- What the task asks
Each line of the records that holds "DataFrame" should be shown in full.
━━━ Exercise data ━━━
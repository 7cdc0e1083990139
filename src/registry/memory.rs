use super::RuleRegistry;
use crate::types::{rule_key, Product, RuleDefinition, RuleError, RuleStatus};
use async_trait::async_trait;
use chrono::Utc;
use std::collections::HashMap;
use std::sync::Arc;
use tokio::sync::RwLock;

/// 内存注册中心
#[derive(Debug, Clone, Default)]
pub struct InMemoryRegistry {
    rules: Arc<RwLock<HashMap<String, RuleDefinition>>>,
    products: Arc<RwLock<HashMap<String, Product>>>,
}

impl InMemoryRegistry {
    pub fn new() -> Self {
        Self::default()
    }

    pub async fn rule_count(&self) -> usize {
        self.rules.read().await.len()
    }
}

#[async_trait]
impl RuleRegistry for InMemoryRegistry {
    async fn get_rule(&self, product_id: &str, rule_name: &str) -> Result<RuleDefinition, RuleError> {
        self.rules
            .read()
            .await
            .get(&rule_key(product_id, rule_name))
            .cloned()
            .ok_or_else(|| RuleError::NotFound(rule_name.to_string()))
    }

    async fn get_product(&self, product_id: &str) -> Result<Product, RuleError> {
        self.products
            .read()
            .await
            .get(product_id)
            .cloned()
            .ok_or_else(|| RuleError::ProductNotFound(product_id.to_string()))
    }

    async fn get_rules_with_status(&self, status: RuleStatus) -> Result<Vec<RuleDefinition>, RuleError> {
        Ok(self
            .rules
            .read()
            .await
            .values()
            .filter(|r| r.status == status)
            .cloned()
            .collect())
    }

    async fn put_rule(&self, rule: RuleDefinition) -> Result<(), RuleError> {
        let mut rules = self.rules.write().await;
        let key = rule.key();
        if rules.contains_key(&key) {
            return Err(RuleError::Duplicate(rule.rule_name));
        }
        rules.insert(key, rule);
        Ok(())
    }

    async fn update_rule(&self, mut rule: RuleDefinition) -> Result<(), RuleError> {
        let mut rules = self.rules.write().await;
        let key = rule.key();
        let existing = rules
            .get(&key)
            .ok_or_else(|| RuleError::NotFound(rule.rule_name.clone()))?;
        rule.time_created = existing.time_created;
        rule.time_updated = Utc::now();
        rules.insert(key, rule);
        Ok(())
    }

    async fn remove_rule(&self, product_id: &str, rule_name: &str) -> Result<(), RuleError> {
        self.rules
            .write()
            .await
            .remove(&rule_key(product_id, rule_name))
            .map(|_| ())
            .ok_or_else(|| RuleError::NotFound(rule_name.to_string()))
    }

    async fn set_rule_status(
        &self,
        product_id: &str,
        rule_name: &str,
        status: RuleStatus,
    ) -> Result<(), RuleError> {
        let mut rules = self.rules.write().await;
        let rule = rules
            .get_mut(&rule_key(product_id, rule_name))
            .ok_or_else(|| RuleError::NotFound(rule_name.to_string()))?;
        rule.status = status;
        rule.time_updated = Utc::now();
        Ok(())
    }

    async fn put_product(&self, product: Product) -> Result<(), RuleError> {
        self.products
            .write()
            .await
            .insert(product.product_id.clone(), product);
        Ok(())
    }
}
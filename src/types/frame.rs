use serde::{Deserialize, Serialize};
use serde_json::{Map, Value};
use uuid::Uuid;

/// 提取器产出、加载器消费的中间数据, 每个匹配事件创建一次
#[derive(Debug, Clone, Default, PartialEq, Serialize, Deserialize)]
pub struct DataFrame {
    pub id: Uuid,
    pub fields: Map<String, Value>,
    pub context: Map<String, Value>,
}

impl DataFrame {
    pub fn new() -> Self {
        Self {
            id: Uuid::new_v4(),
            fields: Map::new(),
            context: Map::new(),
        }
    }

    pub fn set_field(&mut self, name: &str, value: Value) {
        self.fields.insert(name.to_string(), value);
    }

    pub fn set_context(&mut self, name: &str, value: Value) {
        self.context.insert(name.to_string(), value);
    }

    pub fn context_str(&self, name: &str) -> Option<&str> {
        self.context.get(name).and_then(Value::as_str)
    }

    /// 加载器输出的 JSON 内容只包含字段
    pub fn fields_json(&self) -> Result<Vec<u8>, serde_json::Error> {
        serde_json::to_vec(&self.fields)
    }
}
━━━
- Response
pub struct DataFrame {
impl DataFrame {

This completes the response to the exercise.